The Providence Journal tells the life story of LIUNA organizer Harold L. Tillinghast Jr. who was charged last month with labor racketeering:
He was 15 years old, a student at Cranston High School East who “never stole a candy bar,” when his father, the notorious mob figure Harold L. Tillinghast Sr., was convicted of murder one. The father and his brother, mob hit man Gerald M. “Gerry” Tillinghast, had pumped nine rounds into a loan shark, George Basmajian, in a stolen car near T.F. Green Airport. His uncle was a feared enforcer for the Patriarca crime family in the 1960s and 1970s. In one famous case in which he was acquitted, Gerald Tillinghast was accused of participating in the Bonded Vault heist of 1975, when mobsters cleaned out safe-deposit boxes of an estimated $3 million in cash, gold and jewelry reputed to have been stashed by other wise guys.
According to Harold Jr. his father attempted to dissuade him from the mob life, and the son embarked upon a career in politics:
Later, when his father went back to prison for his role in a mob gambling ring — a ring that Uncle Gerry ran from his prison cell in New Hampshire –– the son had embarked on a career in government. He worked on the campaigns of James R. Langevin, first for Rhode Island secretary of state and later for Congress, and found work on Langevin’s staff.
However, in 2001 Harold Jr. left politics to hook up with the Laborers’ International Union of North America in Rhode Island against the advice of his member father:
He put aside the fact that, over the years, the Laborers’ had been honeycombed with wise guys, and the target of a massive federal racketeering probe. Or that his boss was the nephew of reputed New England mob boss Louis “Baby Shacks” Manocchio and had done time for manslaughter.

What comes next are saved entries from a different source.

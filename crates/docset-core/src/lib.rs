//! # docset core
//!
//! Runtime-free domain logic for docset: typed ids and models, the
//! per-set tag registry, the node arena and bounded breadth-first
//! traversal, title clustering, selections, the document set creation job
//! state machine, and the collaborator traits the application plugs into
//! ([`store::Store`], [`pipeline::SearchClient`], [`pipeline::Normalizer`],
//! [`pipeline::DocumentIndexer`]).
//!
//! This crate has no tokio, sqlx, or network dependencies. The in-memory
//! [`store::memory::InMemoryStore`] makes every operation testable
//! without a database.

pub mod cluster;
pub mod error;
pub mod ids;
pub mod job;
pub mod models;
pub mod pipeline;
pub mod relation;
pub mod selection;
pub mod store;
pub mod tags;
pub mod tree;

pub use error::CoreError;
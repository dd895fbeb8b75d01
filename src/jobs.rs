//! Document set and job operations.
//!
//! The plain functions take any [`Store`] and return structured data;
//! they back both the HTTP handlers and the `run_*` CLI commands, which
//! open the configured database and print a summary.

use anyhow::Result;
use serde::Serialize;

use docset_core::error::CoreError;
use docset_core::ids::{DocumentSetId, JobId, TreeId};
use docset_core::job::{self, Job, JobState};
use docset_core::models::{DocumentSet, ItemError};
use docset_core::store::{unix_now, Store};

use crate::config::Config;
use crate::db;

/// A job together with the per-reference errors recorded against it.
#[derive(Debug, Clone, Serialize)]
pub struct JobStatus {
    #[serde(flatten)]
    pub job: Job,
    pub item_errors: Vec<ItemError>,
}

/// One row of `docset sets` / `GET /document-sets`.
#[derive(Debug, Clone, Serialize)]
pub struct DocumentSetSummary {
    #[serde(flatten)]
    pub set: DocumentSet,
    pub documents: usize,
    pub job_state: Option<JobState>,
    pub tree_id: Option<TreeId>,
}

/// Creates a document set for `query` and enqueues its ingestion job.
pub async fn create_document_set<S: Store + ?Sized>(store: &S, query: &str) -> Result<Job> {
    job::create_document_set(store, query).await
}

pub async fn get_job<S: Store + ?Sized>(store: &S, id: JobId) -> Result<JobStatus> {
    let job = job::get_job(store, id).await?;
    let item_errors = store.job_item_errors(id).await?;
    Ok(JobStatus { job, item_errors })
}

pub async fn retry_job<S: Store + ?Sized>(store: &S, id: JobId) -> Result<Job> {
    let job = job::retry_job(store, id, unix_now()).await?;
    tracing::info!(job = %id, "job resubmitted");
    Ok(job)
}

pub async fn list_document_sets<S: Store + ?Sized>(store: &S) -> Result<Vec<DocumentSetSummary>> {
    let mut summaries = Vec::new();
    for set in store.list_document_sets().await? {
        let documents = store.list_documents(set.id).await?.len();
        let job_state = store.job_for_document_set(set.id).await?.map(|j| j.state);
        let tree_id = store.tree_for_set(set.id).await?.map(|t| t.id);
        summaries.push(DocumentSetSummary {
            set,
            documents,
            job_state,
            tree_id,
        });
    }
    Ok(summaries)
}

/// Deletes a document set and everything it owns.
pub async fn delete_document_set<S: Store + ?Sized>(store: &S, id: DocumentSetId) -> Result<()> {
    if !store.delete_document_set(id).await? {
        return Err(CoreError::NotFound(format!("document set {}", id)).into());
    }
    tracing::info!(set = %id, "document set deleted");
    Ok(())
}

// ============ CLI ============

pub async fn run_create(config: &Config, query: &str) -> Result<()> {
    let store = db::open_store(config).await?;
    let job = create_document_set(&store, query).await?;

    println!("created document set {}", job.document_set_id);
    println!("  job: {} ({})", job.id, job.state);
    println!("  query: {}", job.query);

    store.pool().close().await;
    Ok(())
}

pub async fn run_job(config: &Config, id: JobId) -> Result<()> {
    let store = db::open_store(config).await?;
    let status = get_job(&store, id).await?;
    let job = &status.job;

    println!("job {}", job.id);
    println!("  state: {}", job.state);
    println!("  document set: {}", job.document_set_id);
    println!("  query: {}", job.query);
    println!("  attempts: {}", job.attempts);
    if let Some(err) = &job.last_error {
        println!("  last error: {}", err);
    }
    if let Some(doc) = job.initial_document_id {
        println!("  initial document: {}", doc);
    }
    if !status.item_errors.is_empty() {
        println!("  item errors: {}", status.item_errors.len());
        for item in &status.item_errors {
            println!("    {}: {}", item.reference_id, item.message);
        }
    }

    store.pool().close().await;
    Ok(())
}

pub async fn run_retry(config: &Config, id: JobId) -> Result<()> {
    let store = db::open_store(config).await?;
    let job = retry_job(&store, id).await?;
    println!("job {} {}", job.id, job.state);
    store.pool().close().await;
    Ok(())
}

pub async fn run_sets(config: &Config) -> Result<()> {
    let store = db::open_store(config).await?;
    let sets = list_document_sets(&store).await?;

    if sets.is_empty() {
        println!("No document sets.");
    } else {
        println!("{:<6} {:<12} {:>9} {:<6} QUERY", "ID", "JOB", "DOCUMENTS", "TREE");
        for s in &sets {
            println!(
                "{:<6} {:<12} {:>9} {:<6} {}",
                s.set.id,
                s.job_state.map(|st| st.to_string()).unwrap_or_else(|| "-".into()),
                s.documents,
                s.tree_id.map(|t| t.to_string()).unwrap_or_else(|| "-".into()),
                s.set.query
            );
        }
    }

    store.pool().close().await;
    Ok(())
}

pub async fn run_delete(config: &Config, id: DocumentSetId) -> Result<()> {
    let store = db::open_store(config).await?;
    delete_document_set(&store, id).await?;
    println!("deleted document set {}", id);
    store.pool().close().await;
    Ok(())
}

#[cfg(test)]
mod tests {
    use super::*;
    use docset_core::error::core_error;
    use docset_core::models::NewDocument;
    use docset_core::store::memory::InMemoryStore;

    #[tokio::test]
    async fn summaries_report_job_state_and_counts() {
        let store = InMemoryStore::new();
        let job = create_document_set(&store, "  budget memos ").await.unwrap();
        store
            .add_document(job.document_set_id, &NewDocument::new("a", "t", "v"))
            .await
            .unwrap();

        let sets = list_document_sets(&store).await.unwrap();
        assert_eq!(sets.len(), 1);
        assert_eq!(sets[0].set.query, "budget memos");
        assert_eq!(sets[0].documents, 1);
        assert_eq!(sets[0].job_state, Some(JobState::Submitted));
        assert_eq!(sets[0].tree_id, None);
    }

    #[tokio::test]
    async fn job_status_includes_item_errors() {
        let store = InMemoryStore::new();
        let job = create_document_set(&store, "q").await.unwrap();
        let item = ItemError {
            reference_id: "r1".into(),
            message: "reference has no id".into(),
        };
        store.record_item_error(job.id, &item).await.unwrap();

        let status = get_job(&store, job.id).await.unwrap();
        assert_eq!(status.item_errors, vec![item]);

        let json = serde_json::to_value(&status).unwrap();
        assert_eq!(json["state"], "submitted");
        assert_eq!(json["item_errors"][0]["reference_id"], "r1");
    }

    #[tokio::test]
    async fn deleting_unknown_set_is_not_found() {
        let store = InMemoryStore::new();
        let err = delete_document_set(&store, DocumentSetId::new(9)).await.unwrap_err();
        assert!(matches!(core_error(&err), Some(CoreError::NotFound(_))));
    }

    #[tokio::test]
    async fn retry_only_applies_to_failed_jobs() {
        let store = InMemoryStore::new();
        let job = create_document_set(&store, "q").await.unwrap();
        let err = retry_job(&store, job.id).await.unwrap_err();
        assert!(matches!(
            core_error(&err),
            Some(CoreError::InvalidStateTransition { .. })
        ));
    }
}
//! Ingestion progress reporting.
//!
//! Reports observable progress while a worker processes a job so users see
//! which query is being fetched and how many references are left.
//! Progress is emitted on **stderr** so stdout remains parseable for scripts.

use std::io::Write;

use docset_core::ids::JobId;

/// A single progress event for one ingestion job.
#[derive(Clone, Debug)]
pub enum IngestProgressEvent {
    /// The search query has been issued; result count unknown.
    Fetching { job: JobId, query: String },
    /// n references processed out of total.
    Ingesting { job: JobId, n: u64, total: u64 },
    /// The job reached a resting state (`complete`, `submitted` or `failed`).
    Finished { job: JobId, state: String },
}

/// Reports ingestion progress. Implementations write to stderr (human or JSON).
pub trait IngestProgressReporter: Send + Sync {
    fn report(&self, event: IngestProgressEvent);
}

/// Human-friendly progress on stderr: "job 3  ingesting  120 / 1,000 references".
pub struct StderrProgress;

impl IngestProgressReporter for StderrProgress {
    fn report(&self, event: IngestProgressEvent) {
        let line = match &event {
            IngestProgressEvent::Fetching { job, query } => {
                format!("job {}  fetching \"{}\"...\n", job, query)
            }
            IngestProgressEvent::Ingesting { job, n, total } => format!(
                "job {}  ingesting  {} / {} references\n",
                job,
                format_number(*n),
                format_number(*total)
            ),
            IngestProgressEvent::Finished { job, state } => {
                format!("job {}  {}\n", job, state)
            }
        };
        let mut stderr = std::io::stderr().lock();
        let _ = stderr.write_all(line.as_bytes());
        let _ = stderr.flush();
    }
}

/// Machine-readable progress: one JSON object per line on stderr.
pub struct JsonProgress;

impl IngestProgressReporter for JsonProgress {
    fn report(&self, event: IngestProgressEvent) {
        let obj = match &event {
            IngestProgressEvent::Fetching { job, query } => serde_json::json!({
                "event": "progress",
                "job": job,
                "phase": "fetching",
                "query": query
            }),
            IngestProgressEvent::Ingesting { job, n, total } => serde_json::json!({
                "event": "progress",
                "job": job,
                "phase": "ingesting",
                "n": n,
                "total": total
            }),
            IngestProgressEvent::Finished { job, state } => serde_json::json!({
                "event": "finished",
                "job": job,
                "state": state
            }),
        };
        if let Ok(line) = serde_json::to_string(&obj) {
            let mut stderr = std::io::stderr().lock();
            let _ = writeln!(stderr, "{}", line);
            let _ = stderr.flush();
        }
    }
}

/// No-op reporter when progress is disabled.
pub struct NoProgress;

impl IngestProgressReporter for NoProgress {
    fn report(&self, _event: IngestProgressEvent) {}
}

fn format_number(n: u64) -> String {
    let s = n.to_string();
    let mut result = String::with_capacity(s.len() + (s.len() - 1) / 3);
    for (i, c) in s.chars().rev().enumerate() {
        if i > 0 && i % 3 == 0 {
            result.push(',');
        }
        result.push(c);
    }
    result.chars().rev().collect()
}

/// Progress mode for the CLI: off, human (stderr), or JSON (stderr).
#[derive(Clone, Copy, Debug, Eq, PartialEq)]
pub enum ProgressMode {
    Off,
    Human,
    Json,
}

impl ProgressMode {
    /// Default: human progress when stderr is a TTY, otherwise off.
    pub fn default_for_tty() -> Self {
        if atty::is(atty::Stream::Stderr) {
            ProgressMode::Human
        } else {
            ProgressMode::Off
        }
    }

    pub fn reporter(&self) -> Box<dyn IngestProgressReporter> {
        match self {
            ProgressMode::Off => Box::new(NoProgress),
            ProgressMode::Human => Box::new(StderrProgress),
            ProgressMode::Json => Box::new(JsonProgress),
        }
    }
}
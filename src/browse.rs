//! Paged browsing of a document set through its cluster tree.
//!
//! Used by `docset browse` / `docset nodes` and by
//! `GET /document-sets/{id}/documents` / `GET /trees/{id}/nodes`.

use anyhow::Result;
use serde::Serialize;

use docset_core::error::CoreError;
use docset_core::ids::{DocumentSetId, TreeId};
use docset_core::models::{Document, Node};
use docset_core::selection::{Selection, SelectionFilter};
use docset_core::store::Store;
use docset_core::tree::breadth_first;

use crate::config::{BrowseConfig, Config};
use crate::db;

/// One page of a filtered document set.
#[derive(Debug, Clone, Serialize)]
pub struct BrowsePage {
    pub document_set_id: DocumentSetId,
    pub tree_id: TreeId,
    /// Documents matching the filter, across all pages.
    pub total: usize,
    pub offset: usize,
    pub limit: usize,
    pub documents: Vec<Document>,
}

/// Documents of `document_set_id` matching `filter`, starting at `offset`.
///
/// `limit` defaults to `browse.default_limit` and is clamped to
/// `browse.max_limit`. The set must have a tree.
pub async fn browse_document_set<S: Store + ?Sized>(
    store: &S,
    settings: &BrowseConfig,
    document_set_id: DocumentSetId,
    filter: SelectionFilter,
    offset: usize,
    limit: Option<usize>,
) -> Result<BrowsePage> {
    if store.get_document_set(document_set_id).await?.is_none() {
        return Err(CoreError::NotFound(format!("document set {}", document_set_id)).into());
    }
    let tree = store
        .tree_for_set(document_set_id)
        .await?
        .ok_or_else(|| CoreError::NotFound(format!("tree for document set {}", document_set_id)))?;

    let limit = limit.unwrap_or(settings.default_limit).min(settings.max_limit);
    let selection = Selection::new(tree, filter);
    let total = selection.count(store).await?;
    let documents = selection
        .slice(store, offset, offset.saturating_add(limit))
        .await?;

    Ok(BrowsePage {
        document_set_id,
        tree_id: selection.tree().id,
        total,
        offset,
        limit,
        documents,
    })
}

/// Up to `max_count` nodes of `tree_id` in breadth-first order, capped at
/// `browse.max_nodes`.
pub async fn breadth_first_nodes<S: Store + ?Sized>(
    store: &S,
    settings: &BrowseConfig,
    tree_id: TreeId,
    max_count: i64,
) -> Result<Vec<Node>> {
    let tree = store
        .get_tree(tree_id)
        .await?
        .ok_or_else(|| CoreError::NotFound(format!("tree {}", tree_id)))?;
    // A non-positive bound lists nothing.
    let bound = usize::try_from(max_count).unwrap_or(0).min(settings.max_nodes);
    breadth_first(store, tree.root_id, bound).await
}

// ============ CLI ============

pub async fn run_browse(
    config: &Config,
    document_set_id: DocumentSetId,
    filter: SelectionFilter,
    offset: usize,
    limit: Option<usize>,
) -> Result<()> {
    let store = db::open_store(config).await?;
    let page =
        browse_document_set(&store, &config.browse, document_set_id, filter, offset, limit).await?;

    if page.documents.is_empty() {
        println!("No documents.");
    } else {
        for doc in &page.documents {
            println!("{:<8} {}", doc.id, doc.title);
            println!("         {}", doc.view_url);
        }
        println!();
    }
    println!(
        "showing {}-{} of {} (tree {})",
        if page.documents.is_empty() { page.offset } else { page.offset + 1 },
        page.offset + page.documents.len(),
        page.total,
        page.tree_id
    );

    store.pool().close().await;
    Ok(())
}

pub async fn run_nodes(config: &Config, tree_id: TreeId, max_count: i64) -> Result<()> {
    let store = db::open_store(config).await?;
    let nodes = breadth_first_nodes(&store, &config.browse, tree_id, max_count).await?;

    for node in &nodes {
        let parent = node
            .parent_id
            .map(|p| p.to_string())
            .unwrap_or_else(|| "-".to_string());
        println!("{:<8} {:<8} {}", node.id, parent, node.description);
    }

    store.pool().close().await;
    Ok(())
}

#[cfg(test)]
mod tests {
    use super::*;
    use docset_core::error::core_error;
    use docset_core::models::NewDocument;
    use docset_core::store::memory::InMemoryStore;
    use docset_core::tree::NodeArena;

    fn settings() -> BrowseConfig {
        BrowseConfig {
            default_limit: 2,
            max_limit: 3,
            max_nodes: 2,
        }
    }

    async fn set_with_tree(store: &InMemoryStore, docs: usize) -> (DocumentSetId, TreeId) {
        let set = store.create_document_set("q").await.unwrap();
        let mut arena = NodeArena::new();
        let root = arena.add_node("q");
        for i in 0..docs {
            let doc = store
                .add_document(set.id, &NewDocument::new(&format!("doc {}", i), "t", "v"))
                .await
                .unwrap()
                .document;
            arena.add_document(root, doc.id).unwrap();
        }
        for name in ["a", "b", "c"] {
            let child = arena.add_node(name);
            arena.add_child(root, child).unwrap();
        }
        let tree = store.save_tree(set.id, &arena).await.unwrap();
        (set.id, tree.id)
    }

    #[tokio::test]
    async fn limit_defaults_and_clamps() {
        let store = InMemoryStore::new();
        let (set, _) = set_with_tree(&store, 5).await;

        let page = browse_document_set(&store, &settings(), set, SelectionFilter::default(), 0, None)
            .await
            .unwrap();
        assert_eq!(page.total, 5);
        assert_eq!(page.limit, 2);
        assert_eq!(page.documents.len(), 2);

        let page = browse_document_set(&store, &settings(), set, SelectionFilter::default(), 3, Some(50))
            .await
            .unwrap();
        assert_eq!(page.limit, 3);
        assert_eq!(page.documents.len(), 2);
    }

    #[tokio::test]
    async fn browsing_without_tree_is_not_found() {
        let store = InMemoryStore::new();
        let set = store.create_document_set("q").await.unwrap();
        let err = browse_document_set(&store, &settings(), set.id, SelectionFilter::default(), 0, None)
            .await
            .unwrap_err();
        assert!(matches!(core_error(&err), Some(CoreError::NotFound(_))));
    }

    #[tokio::test]
    async fn node_listing_respects_server_cap() {
        let store = InMemoryStore::new();
        let (_, tree) = set_with_tree(&store, 1).await;

        let nodes = breadth_first_nodes(&store, &settings(), tree, 10).await.unwrap();
        assert_eq!(nodes.len(), 2);
        assert_eq!(nodes[0].parent_id, None);
        assert_eq!(nodes[1].description, "a");
    }

    #[tokio::test]
    async fn non_positive_node_bound_is_empty() {
        let store = InMemoryStore::new();
        let (_, tree) = set_with_tree(&store, 1).await;

        for bound in [0, -1, i64::MIN] {
            let nodes = breadth_first_nodes(&store, &settings(), tree, bound).await.unwrap();
            assert!(nodes.is_empty());
        }
    }
}
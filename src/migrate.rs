use anyhow::Result;
use sqlx::SqlitePool;

use crate::config::Config;
use crate::db;

const SCHEMA: &[&str] = &[
    r#"
    CREATE TABLE IF NOT EXISTS document_sets (
        id INTEGER PRIMARY KEY AUTOINCREMENT,
        query TEXT NOT NULL,
        created_at INTEGER NOT NULL
    )
    "#,
    r#"
    CREATE TABLE IF NOT EXISTS documents (
        id INTEGER PRIMARY KEY AUTOINCREMENT,
        document_set_id INTEGER NOT NULL
            REFERENCES document_sets(id) ON DELETE CASCADE,
        external_id TEXT,
        title TEXT NOT NULL,
        text_url TEXT NOT NULL,
        view_url TEXT NOT NULL,
        UNIQUE(document_set_id, external_id)
    )
    "#,
    r#"
    CREATE TABLE IF NOT EXISTS tags (
        id INTEGER PRIMARY KEY AUTOINCREMENT,
        document_set_id INTEGER NOT NULL
            REFERENCES document_sets(id) ON DELETE CASCADE,
        name TEXT NOT NULL,
        UNIQUE(document_set_id, name)
    )
    "#,
    r#"
    CREATE TABLE IF NOT EXISTS document_tags (
        document_id INTEGER NOT NULL REFERENCES documents(id) ON DELETE CASCADE,
        tag_id INTEGER NOT NULL REFERENCES tags(id) ON DELETE CASCADE,
        PRIMARY KEY (document_id, tag_id)
    )
    "#,
    // root_id is not a foreign key: nodes reference their tree, so the
    // tree row goes in first and root_id is filled in once the nodes exist.
    r#"
    CREATE TABLE IF NOT EXISTS trees (
        id INTEGER PRIMARY KEY AUTOINCREMENT,
        document_set_id INTEGER NOT NULL UNIQUE
            REFERENCES document_sets(id) ON DELETE CASCADE,
        root_id INTEGER NOT NULL
    )
    "#,
    r#"
    CREATE TABLE IF NOT EXISTS nodes (
        id INTEGER PRIMARY KEY AUTOINCREMENT,
        tree_id INTEGER NOT NULL REFERENCES trees(id) ON DELETE CASCADE,
        parent_id INTEGER REFERENCES nodes(id) ON DELETE CASCADE,
        description TEXT NOT NULL DEFAULT ''
    )
    "#,
    r#"
    CREATE TABLE IF NOT EXISTS node_documents (
        node_id INTEGER NOT NULL REFERENCES nodes(id) ON DELETE CASCADE,
        document_id INTEGER NOT NULL REFERENCES documents(id) ON DELETE CASCADE,
        PRIMARY KEY (node_id, document_id)
    )
    "#,
    r#"
    CREATE TABLE IF NOT EXISTS tree_documents (
        tree_id INTEGER NOT NULL REFERENCES trees(id) ON DELETE CASCADE,
        document_id INTEGER NOT NULL REFERENCES documents(id) ON DELETE CASCADE,
        PRIMARY KEY (tree_id, document_id)
    )
    "#,
    // Jobs outlive their document set, so document_set_id has no FK.
    r#"
    CREATE TABLE IF NOT EXISTS jobs (
        id INTEGER PRIMARY KEY AUTOINCREMENT,
        query TEXT NOT NULL,
        document_set_id INTEGER NOT NULL,
        state TEXT NOT NULL,
        attempts INTEGER NOT NULL DEFAULT 0,
        last_error TEXT,
        claimed_by TEXT,
        claimed_at INTEGER,
        initial_document_id INTEGER,
        created_at INTEGER NOT NULL,
        updated_at INTEGER NOT NULL
    )
    "#,
    r#"
    CREATE TABLE IF NOT EXISTS job_item_errors (
        id INTEGER PRIMARY KEY AUTOINCREMENT,
        job_id INTEGER NOT NULL REFERENCES jobs(id) ON DELETE CASCADE,
        reference_id TEXT NOT NULL,
        message TEXT NOT NULL
    )
    "#,
    r#"
    CREATE TABLE IF NOT EXISTS log_entries (
        id INTEGER PRIMARY KEY AUTOINCREMENT,
        document_set_id INTEGER NOT NULL
            REFERENCES document_sets(id) ON DELETE CASCADE,
        date INTEGER NOT NULL,
        component TEXT NOT NULL,
        action TEXT NOT NULL,
        details TEXT
    )
    "#,
    "CREATE INDEX IF NOT EXISTS idx_documents_set ON documents(document_set_id)",
    "CREATE INDEX IF NOT EXISTS idx_document_tags_tag ON document_tags(tag_id)",
    "CREATE INDEX IF NOT EXISTS idx_nodes_tree ON nodes(tree_id)",
    "CREATE INDEX IF NOT EXISTS idx_nodes_parent ON nodes(parent_id)",
    "CREATE INDEX IF NOT EXISTS idx_node_documents_document ON node_documents(document_id)",
    "CREATE INDEX IF NOT EXISTS idx_jobs_state ON jobs(state)",
    "CREATE INDEX IF NOT EXISTS idx_jobs_set ON jobs(document_set_id)",
    "CREATE INDEX IF NOT EXISTS idx_log_entries_set ON log_entries(document_set_id)",
];

pub async fn run_migrations(config: &Config) -> Result<()> {
    let pool = db::connect(config).await?;
    migrate_pool(&pool).await?;
    pool.close().await;
    Ok(())
}

/// Applies the schema to an open pool. Safe to run repeatedly.
pub async fn migrate_pool(pool: &SqlitePool) -> Result<()> {
    for statement in SCHEMA {
        sqlx::query(statement).execute(pool).await?;
    }
    tracing::debug!(statements = SCHEMA.len(), "schema up to date");
    Ok(())
}
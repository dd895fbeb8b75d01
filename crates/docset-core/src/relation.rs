//! Many-to-many association with both directions indexed.
//!
//! Used for node ↔ document and document ↔ tag membership. All mutation
//! goes through `&mut self` methods that update both maps together, so the
//! forward and reverse views cannot drift apart.

use std::collections::{BTreeMap, BTreeSet};

#[derive(Debug, Clone)]
pub struct Relation<L: Ord + Copy, R: Ord + Copy> {
    forward: BTreeMap<L, BTreeSet<R>>,
    reverse: BTreeMap<R, BTreeSet<L>>,
}

impl<L: Ord + Copy, R: Ord + Copy> Default for Relation<L, R> {
    fn default() -> Self {
        Self {
            forward: BTreeMap::new(),
            reverse: BTreeMap::new(),
        }
    }
}

impl<L: Ord + Copy, R: Ord + Copy> Relation<L, R> {
    pub fn new() -> Self {
        Self::default()
    }

    /// Links `left` and `right`. Returns `false` if they were already linked.
    pub fn insert(&mut self, left: L, right: R) -> bool {
        let added = self.forward.entry(left).or_default().insert(right);
        self.reverse.entry(right).or_default().insert(left);
        added
    }

    pub fn contains(&self, left: L, right: R) -> bool {
        self.forward
            .get(&left)
            .map(|rs| rs.contains(&right))
            .unwrap_or(false)
    }

    /// All right-hand values linked to `left`, ascending.
    pub fn right_of(&self, left: L) -> Vec<R> {
        self.forward
            .get(&left)
            .map(|rs| rs.iter().copied().collect())
            .unwrap_or_default()
    }

    /// All left-hand values linked to `right`, ascending.
    pub fn left_of(&self, right: R) -> Vec<L> {
        self.reverse
            .get(&right)
            .map(|ls| ls.iter().copied().collect())
            .unwrap_or_default()
    }

    /// Replaces every link of `left` with exactly `rights`.
    pub fn replace_right_of(&mut self, left: L, rights: impl IntoIterator<Item = R>) {
        self.remove_left(left);
        for r in rights {
            self.insert(left, r);
        }
    }

    /// Drops `left` and all of its links.
    pub fn remove_left(&mut self, left: L) {
        if let Some(rights) = self.forward.remove(&left) {
            for r in rights {
                if let Some(ls) = self.reverse.get_mut(&r) {
                    ls.remove(&left);
                    if ls.is_empty() {
                        self.reverse.remove(&r);
                    }
                }
            }
        }
    }

    /// Drops `right` and all of its links.
    pub fn remove_right(&mut self, right: R) {
        if let Some(lefts) = self.reverse.remove(&right) {
            for l in lefts {
                if let Some(rs) = self.forward.get_mut(&l) {
                    rs.remove(&right);
                    if rs.is_empty() {
                        self.forward.remove(&l);
                    }
                }
            }
        }
    }

    /// Every `(left, right)` pair, ordered by left then right.
    pub fn pairs(&self) -> impl Iterator<Item = (L, R)> + '_ {
        self.forward
            .iter()
            .flat_map(|(l, rs)| rs.iter().map(move |r| (*l, *r)))
    }

    pub fn is_empty(&self) -> bool {
        self.forward.is_empty()
    }
}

Harold Jr.'s boss was Nicholas P. Manocchio:
Tillinghast said that he first met Manocchio years ago, when Manocchio ran a baseball-card shop on Oaklawn Avenue in Cranston and Tillinghast was a collector. Years later, while working for Langevin, Tillinghast said that he bumped into Manocchio at the State House and then wound up talking to him when he was interested in a job with the Laborers’. Tillinghast knew that Manocchio had been in prison for manslaughter, convicted in the beating death of a former rock band stage manager outside a North Providence nightclub in 1980. The crime occurred when Manocchio, a graduate student in microbiology, was home on vacation. Tillinghast said that he also knew that Manocchio’s uncle was Baby Shacks Manocchio. But he didn’t hold that against him.
Tillinghast left LIUNA after the FBI raided his office in 2005, and joined the construction firm of his friend Gerald Diodati who also was charged last month in the kickback scheme for his alleged role as the funnel through which the illegal payments would pass from mobbed-up contractors to LIUNA officials in exchange for project awards.
In February 2007 Diodati hired Tillinghast’s uncle Gerry to work as a security guard for his construction firm upon the urging of Harold Jr. just five days after the hitman's release from prison for the murder of Basmajian. Both Harold Jr. and Uncle Gerry since have left their employment with Diodati, and now Tillinghast asks: "How do I put myself back together after this, even if I’m found innocent? It’s a black mark forever."